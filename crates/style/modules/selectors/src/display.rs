//! Human-readable selector text for logs and diagnostics.

use crate::{LuminanceMode, NeighbourDirection, Selector};
use core::fmt;

impl fmt::Display for Selector {
    fn fmt(&self, formatter: &mut fmt::Formatter<'_>) -> fmt::Result {
        match self {
            Self::Type(ty) => write!(formatter, "{ty}"),
            Self::Class(class) => write!(formatter, ".{class}"),
            Self::Pseudo(pseudo) => write!(formatter, ":{pseudo}"),
            Self::Compound(parts) if parts.is_empty() => formatter.write_str("*"),
            Self::Compound(parts) => parts.iter().try_for_each(|part| write!(formatter, "{part}")),
            Self::Child { ancestor, target } => write!(formatter, "{ancestor} {target}"),
            Self::Neighbour {
                base,
                other,
                distance,
                direction,
            } => {
                let relation = match direction {
                    NeighbourDirection::Above => "above",
                    NeighbourDirection::Below => "below",
                    NeighbourDirection::Either => "near",
                };
                write!(formatter, "{base}:{relation}({distance}, {other})")
            }
            Self::Luminance {
                inner,
                threshold,
                mode,
            } => {
                let comparison = match mode {
                    LuminanceMode::GreaterThan => ">=",
                    LuminanceMode::LessThan => "<=",
                };
                write!(formatter, "{inner}:bg({comparison}{threshold})")
            }
        }
    }
}
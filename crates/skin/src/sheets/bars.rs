use crate::Skin;
use anyhow::Result;
use style_cascade::keys::MIN_SIZE;
use style_cascade::{Rule, RuleProvider, SelectorExt as _};
use style_selectors::of_type;
use style_tree::widget_type::BAR;
use style_values::Size;

/// Separator bars. A bar directly below another bar collapses.
pub struct BarSheet;

impl RuleProvider<Skin> for BarSheet {
    fn name(&self) -> &'static str {
        "bars"
    }

    fn rules(&self, _skin: &Skin) -> Result<Vec<Rule>> {
        Ok(vec![
            of_type(&BAR)
                .below(of_type(&BAR), 1)
                .prop(MIN_SIZE, Size::new(0.0, 0.0)),
        ])
    }
}
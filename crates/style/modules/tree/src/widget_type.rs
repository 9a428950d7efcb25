//! Widget type descriptors and the built-in type hierarchy.

use core::fmt;

/// A declared widget type with an optional supertype.
///
/// Types are `'static` descriptors linked into a single-inheritance chain,
/// so `Type` selectors can match a type or any of its subtypes.
#[derive(Debug)]
pub struct WidgetType {
    name: &'static str,
    parent: Option<&'static WidgetType>,
}

impl WidgetType {
    /// A type with no supertype.
    #[inline]
    pub const fn root(name: &'static str) -> Self {
        Self { name, parent: None }
    }

    /// A type deriving from `parent`.
    #[inline]
    pub const fn derived(name: &'static str, parent: &'static Self) -> Self {
        Self {
            name,
            parent: Some(parent),
        }
    }

    #[inline]
    pub const fn name(&self) -> &'static str {
        self.name
    }

    #[inline]
    pub const fn parent(&self) -> Option<&'static Self> {
        self.parent
    }

    /// True if `self` is `other` or one of its subtypes.
    pub fn is_a(&self, other: &Self) -> bool {
        let mut current = Some(self);
        while let Some(ty) = current {
            if ty == other {
                return true;
            }
            current = ty.parent;
        }
        false
    }
}

/// Type names are unique; identity is the name.
impl PartialEq for WidgetType {
    #[inline]
    fn eq(&self, other: &Self) -> bool {
        self.name == other.name
    }
}

impl Eq for WidgetType {}

impl fmt::Display for WidgetType {
    #[inline]
    fn fmt(&self, formatter: &mut fmt::Formatter<'_>) -> fmt::Result {
        formatter.write_str(self.name)
    }
}

/// Root of every widget type.
pub static CONTROL: WidgetType = WidgetType::root("Control");
/// Any widget that lays out children.
pub static CONTAINER: WidgetType = WidgetType::derived("Container", &CONTROL);
/// Container that draws a single panel style box behind its children.
pub static PANEL_CONTAINER: WidgetType = WidgetType::derived("PanelContainer", &CONTAINER);
/// Panel whose background alternates with nesting depth.
pub static BORDERED_PANEL: WidgetType = WidgetType::derived("BorderedPanel", &PANEL_CONTAINER);
/// Thin horizontal or vertical separator bar.
pub static BAR: WidgetType = WidgetType::derived("Bar", &PANEL_CONTAINER);
/// Vertical or horizontal stack.
pub static STACK: WidgetType = WidgetType::derived("Stack", &CONTAINER);
/// Grid layout container.
pub static GRID: WidgetType = WidgetType::derived("Grid", &CONTAINER);
/// Top-level window.
pub static WINDOW: WidgetType = WidgetType::derived("Window", &CONTAINER);
/// Clickable container drawing a style box.
pub static CONTAINER_BUTTON: WidgetType = WidgetType::derived("ContainerButton", &CONTAINER);
/// Container button with a text child.
pub static BUTTON: WidgetType = WidgetType::derived("Button", &CONTAINER_BUTTON);
/// Button drawn from textures.
pub static TEXTURE_BUTTON: WidgetType = WidgetType::derived("TextureButton", &CONTROL);
/// Textured rectangle.
pub static TEXTURE_RECT: WidgetType = WidgetType::derived("TextureRect", &CONTROL);
/// Text label.
pub static LABEL: WidgetType = WidgetType::derived("Label", &CONTROL);
/// Label naming an input field.
pub static INPUT_LABEL: WidgetType = WidgetType::derived("InputLabel", &LABEL);
/// Range slider.
pub static SLIDER: WidgetType = WidgetType::derived("Slider", &CONTROL);
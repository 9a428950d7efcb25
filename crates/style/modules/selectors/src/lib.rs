//! Selector algebra for the widget style cascade.
//!
//! Selectors are immutable predicates over a node and its ancestor/sibling
//! context, reached through [`NodeView`]:
//! - type (with subtype matching), class and pseudo-state selectors
//! - compounds (conjunction on one node)
//! - the descendant combinator
//! - sibling-distance (`Neighbour`) and ancestor-luminance selectors
//!
//! Matching is pure. Specificity is derived from the selector shape only.

mod builder;
mod display;
mod matcher;
mod specificity;

pub use builder::{element, of_type};
pub use matcher::{BackgroundProbe, MatchContext, NEUTRAL_LUMINANCE, ancestor_luminance};
pub use specificity::Specificity;

use style_tree::{NodeView, WidgetType};

/// Where the node sits relative to the sibling a `Neighbour` selector looks at.
#[derive(Clone, Copy, Debug, PartialEq, Eq, Hash)]
pub enum NeighbourDirection {
    /// The node is above the sibling: the sibling is `distance` later in the
    /// parent's child order.
    Above,
    /// The node is below the sibling: the sibling is `distance` earlier.
    Below,
    /// Either of the two.
    Either,
}

/// Comparison applied by a `Luminance` selector. Both are inclusive.
#[derive(Clone, Copy, Debug, PartialEq, Eq, Hash)]
pub enum LuminanceMode {
    /// Matches when `threshold <= luminance`.
    GreaterThan,
    /// Matches when `threshold >= luminance`.
    LessThan,
}

impl LuminanceMode {
    #[inline]
    pub fn evaluate(self, threshold: f32, luminance: f32) -> bool {
        match self {
            Self::GreaterThan => threshold <= luminance,
            Self::LessThan => threshold >= luminance,
        }
    }
}

#[derive(Clone, Debug, PartialEq)]
pub enum Selector {
    /// The node's declared type is this type or a subtype of it.
    Type(&'static WidgetType),
    /// The node carries this class tag.
    Class(String),
    /// This pseudo-state is active on the node.
    Pseudo(String),
    /// Every member matches the node. Empty matches any node.
    Compound(Vec<Selector>),
    /// `target` matches the node and `ancestor` matches some strict ancestor.
    Child {
        ancestor: Box<Selector>,
        target: Box<Selector>,
    },
    /// `base` matches the node and the sibling `distance` away, as given by
    /// `direction`, matches `other`.
    Neighbour {
        base: Box<Selector>,
        other: Box<Selector>,
        distance: usize,
        direction: NeighbourDirection,
    },
    /// `inner` matches the node and the nearest ancestor luminance satisfies
    /// `mode` against `threshold`.
    Luminance {
        inner: Box<Selector>,
        threshold: f32,
        mode: LuminanceMode,
    },
}

impl Selector {
    /// Match against `node` using only the nodes' own capabilities.
    #[inline]
    pub fn matches<V: NodeView>(&self, view: &V, node: V::Handle) -> bool {
        matcher::matches_in(&MatchContext::new(view), node, self)
    }

    /// Match against `node`, consulting the context's background probe for
    /// ancestor luminance.
    #[inline]
    pub fn matches_in<V: NodeView>(&self, context: &MatchContext<'_, V>, node: V::Handle) -> bool {
        matcher::matches_in(context, node, self)
    }

    #[inline]
    pub fn specificity(&self) -> Specificity {
        specificity::specificity_of(self)
    }
}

..............................

**THE TASK**
Please show, exactly as written, every line above that contains the word "const".

**RESULT OF THE TASK**
    pub const fn root(name: &'static str) -> Self {
    pub const fn derived(name: &'static str, parent: &'static Self) -> Self {
    pub const fn name(&self) -> &'static str {
    pub const fn parent(&self) -> Option<&'static Self> {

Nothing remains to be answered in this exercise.